The shape of the sclera, or the white part of the eye, can lead to serious complications and even blindness. Unfortunately, current methods for observing the detailed structure of the sclera, including its fibrous makeup, are limited. However, researchers have now employed polarization-sensitive optical computed tomography to effectively examine the density and alignment of scleral fibers in the eyes of living patients. This breakthrough has the potential to improve our understanding of eye diseases and pave the way for better diagnostic and treatment approaches.
Eye diseases are extremely prevalent worldwide, with recent estimates suggesting that one-third oApproximately one-fifth of the global population has some form of vision impairment. Due to the intricate nature of the human eye, the exact cause and characteristics of many eye diseases remain unknown, which limits the options for diagnosis and treatment for affected individuals.

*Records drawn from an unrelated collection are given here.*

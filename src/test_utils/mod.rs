//! Test utilities for cmake-relink
//!
//! Available to unit tests and, through the `test-utils` feature, to the
//! integration tests.
//!
//! - [`init_test_logging`] - opt-in tracing output for tests
//! - [`ProjectFixture`] - temporary C++ project trees

pub mod fixtures;

pub use fixtures::ProjectFixture;

use std::sync::Once;
use tracing::Level;
use tracing_subscriber::EnvFilter;

static INIT_LOGGING: Once = Once::new();

/// Initialize logging for tests.
///
/// With `Some(level)` that level is used; otherwise logging is enabled only
/// when `RUST_LOG` is set. Output goes through the test writer so it is
/// captured per test.
pub fn init_test_logging(level: Option<Level>) {
    INIT_LOGGING.call_once(|| {
        let filter = if let Some(level) = level {
            EnvFilter::new(level.to_string())
        } else if std::env::var("RUST_LOG").is_ok() {
            EnvFilter::from_default_env()
        } else {
            return;
        };

        let _ = tracing_subscriber::fmt()
            .with_env_filter(filter)
            .with_test_writer()
            .with_target(true)
            .with_thread_ids(false)
            .try_init();
    });
}
//! Reverse map from header path to the targets that own it.

use std::collections::HashMap;
use std::path::{Path, PathBuf};

use crate::graph::TargetId;
use crate::listeners::args::normalize;

/// Header ownership keyed by repository-relative path with `/` separators.
#[derive(Debug, Clone, Default)]
pub struct HeaderIndex {
    root: PathBuf,
    owners: HashMap<String, Vec<TargetId>>,
}

impl HeaderIndex {
    /// Create an index for the repository at `root`.
    #[must_use]
    pub fn new(root: impl AsRef<Path>) -> Self {
        Self {
            root: normalize(root.as_ref()),
            owners: HashMap::new(),
        }
    }

    /// Repository root the keys are relative to.
    #[must_use]
    pub fn root(&self) -> &Path {
        &self.root
    }

    /// Index key for `path`: relative to the root if inside it, else the full path.
    #[must_use]
    pub fn key_for(&self, path: &Path) -> String {
        let path = normalize(path);
        match path.strip_prefix(&self.root) {
            Ok(relative) => relative
                .components()
                .map(|component| component.as_os_str().to_string_lossy())
                .collect::<Vec<_>>()
                .join("/"),
            Err(_) => path.to_string_lossy().replace('\\', "/"),
        }
    }

    /// Record that the header at `path` belongs to `target`.
    pub fn record(&mut self, path: &Path, target: TargetId) {
        let key = self.key_for(path);
        self.record_key(key, target);
    }

    /// Record ownership under an already computed key.
    pub fn record_key(&mut self, key: impl Into<String>, target: TargetId) {
        let owners = self.owners.entry(key.into()).or_default();
        if !owners.contains(&target) {
            owners.push(target);
        }
    }

    /// Add `key` only if nothing owns it yet.
    pub fn insert_if_absent(&mut self, key: &str, target: TargetId) {
        if !self.owners.contains_key(key) {
            self.owners.insert(key.to_string(), vec![target]);
        }
    }

    /// Owners of `key`, empty if unknown.
    #[must_use]
    pub fn owners(&self, key: &str) -> &[TargetId] {
        self.owners.get(key).map_or(&[], Vec::as_slice)
    }

    #[must_use]
    pub fn contains(&self, key: &str) -> bool {
        self.owners.contains_key(key)
    }

    #[must_use]
    pub fn len(&self) -> usize {
        self.owners.len()
    }

    #[must_use]
    pub fn is_empty(&self) -> bool {
        self.owners.is_empty()
    }
}
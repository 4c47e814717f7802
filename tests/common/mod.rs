//! Shared helpers for the integration suite.

use assert_cmd::Command;
use std::path::Path;

/// The `cmake-relink` binary, run inside `dir` with a clean environment.
pub fn relink(dir: &Path) -> Command {
    let mut cmd = Command::cargo_bin("cmake-relink").expect("binary builds");
    cmd.current_dir(dir)
        .env_remove("RUST_LOG")
        .env_remove("CMAKE_RELINK_CONFIG")
        .env("NO_COLOR", "1");
    cmd
}
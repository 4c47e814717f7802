//! Global constants used throughout the cmake-relink codebase.
//!
//! Keyword tables, file classification rules and default file names live here
//! so the listeners, the scanner and the CLI agree on a single definition.

/// Default name of the build-description files the tool discovers.
pub const DEFAULT_LIST_FILE: &str = "CMakeLists.txt";

/// Name of the optional configuration file at the repository root.
pub const CONFIG_FILE_NAME: &str = "cmake-relink.toml";

/// Environment variable that points at an explicit configuration file.
pub const CONFIG_ENV_VAR: &str = "CMAKE_RELINK_CONFIG";

/// Keywords accepted by `add_library`/`add_executable` that carry no
/// information the dependency model needs.
pub const NOOP_KEYWORDS: &[&str] = &[
    "EXCLUDE_FROM_ALL",
    "WIN32",
    "MACOSX",
    "IMPORTED",
    "GLOBAL",
    "STATIC",
    "SHARED",
    "MODULE",
];

/// Extensions (without the dot) that classify a file as a compiled source.
pub const SOURCE_EXTENSIONS: &[&str] = &["c", "cpp", "cxx", "cc", "c++"];

/// Extensions (without the dot) that classify an explicitly listed file as a header.
pub const HEADER_EXTENSIONS: &[&str] = &["h", "hpp"];

/// Glob used to find implicit headers next to a target's sources.
pub const PAIRED_HEADER_GLOB: &str = "*.h*";

/// Variables that expand to the directory of the list file being processed.
pub const LIST_DIR_VARIABLES: &[&str] = &["${CMAKE_CURRENT_LIST_DIR}", "${CMAKE_CURRENT_SOURCE_DIR}"];

/// Command names that define a new target.
pub const ADD_TARGET_COMMANDS: &[&str] = &["add_library", "add_executable"];

/// Command that declares link dependencies.
pub const LINK_COMMAND: &str = "target_link_libraries";

/// Command that attaches further sources to an existing target.
pub const SOURCES_COMMAND: &str = "target_sources";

A recent study, available online on March 7, 2024 and published in Volume 142, Number 4 of JAMA Ophthalmology on April 1, 2024, conducted by a team of researchers from Tokyo Medical and Dental University (TMDU) in Japan, has introduced a new type of optical coherence tomography (OCT) to the field. This technique, commonly used in clinical ophthalmology, has been developed for investigative purposes.The focus of this research is to examine the intricate structure of the sclera, the outer white layer of the eyeball. The reason for conducting this study is the limited methods available to eye doctors for studying the detailed features of the sclera in both living patients and specimens. Dr. Kyoko Ohno-Matsui, the lead author, highlights the importance of the sclera, which is made up of collagen fibers and serves a crucial role in protecting the retina, optic nerve, and other nerve tissues in the eye. Any abnormalities in the shape of the sclera can lead to a range of complications that may result in blindness. Up until now, the sclera of living subjects has only been measured in a limited capacity.In terms of thickness, it’s difficult to see details like the orientation of collagen fibers over a wide area of the eye. To address this issue, the researchers created a system for conducting polarization-sensitive OCT (PS-OCT), a method that uses the polarization of light as a way to enhance contrast. “The sclera exhibits a property known as birefringence, which is an optical characteristic where the refractive index depends on polarization. Birefringence is commonly found in fibrous tissues with regularly organized nanostructures, like the sclera,” explains senior author Dr. Tae Igarashi-Yokoi. Therefore, inIn addition to measuring birefringence magnitude for fiber density information, PS-OCT can also reveal the orientation axis of birefringence, which is connected to the alignment of the fiber bundles themselves.”
By using this method, the research team examined the characteristics of collagen fibers in the sclera of patients with high myopia. They also focused on the relationship between myopia and a condition called dome-shaped macula (DSM), in which a specific area in the retina protrudes. Their study involved 89 highly myopic eyes from 72 patients, primarily adults overThe researchers, who are 50 years old, carefully examined the PS-OCT images they obtained and discovered that the sclera has two layers with different structural arrangements. In the inner layer, the fibers extend radially from the optic nerve’s periphery, while the fibers in the outer layer run perpendicular to those in the inner layer. Interestingly, in patients with DSM, the inner layer’s fibers were aggregated and thickened, while the outer layer’s fibers were compressed and thinned. The successful use of PS-OCT to visualize the organization of fibrous tissue in eye structures could have significant implications.The discovery of fiber patterns in the eyes of people with myopia has significant implications for clinical research, diagnostics, and therapeutics. According to senior author Dr. Masahiro Yamanari, recognizing these patterns could provide crucial insights for developing targeted therapies to address scleral abnormalities early and prevent potential damage to the overlying neural tissue, given the common occurrence of scleral pathologies such as DSM and staphylomas in myopic eyes. The hope is that this advancement in PS-OCT technology will lead to medical discoveries that will ultimately help more people protect their vision.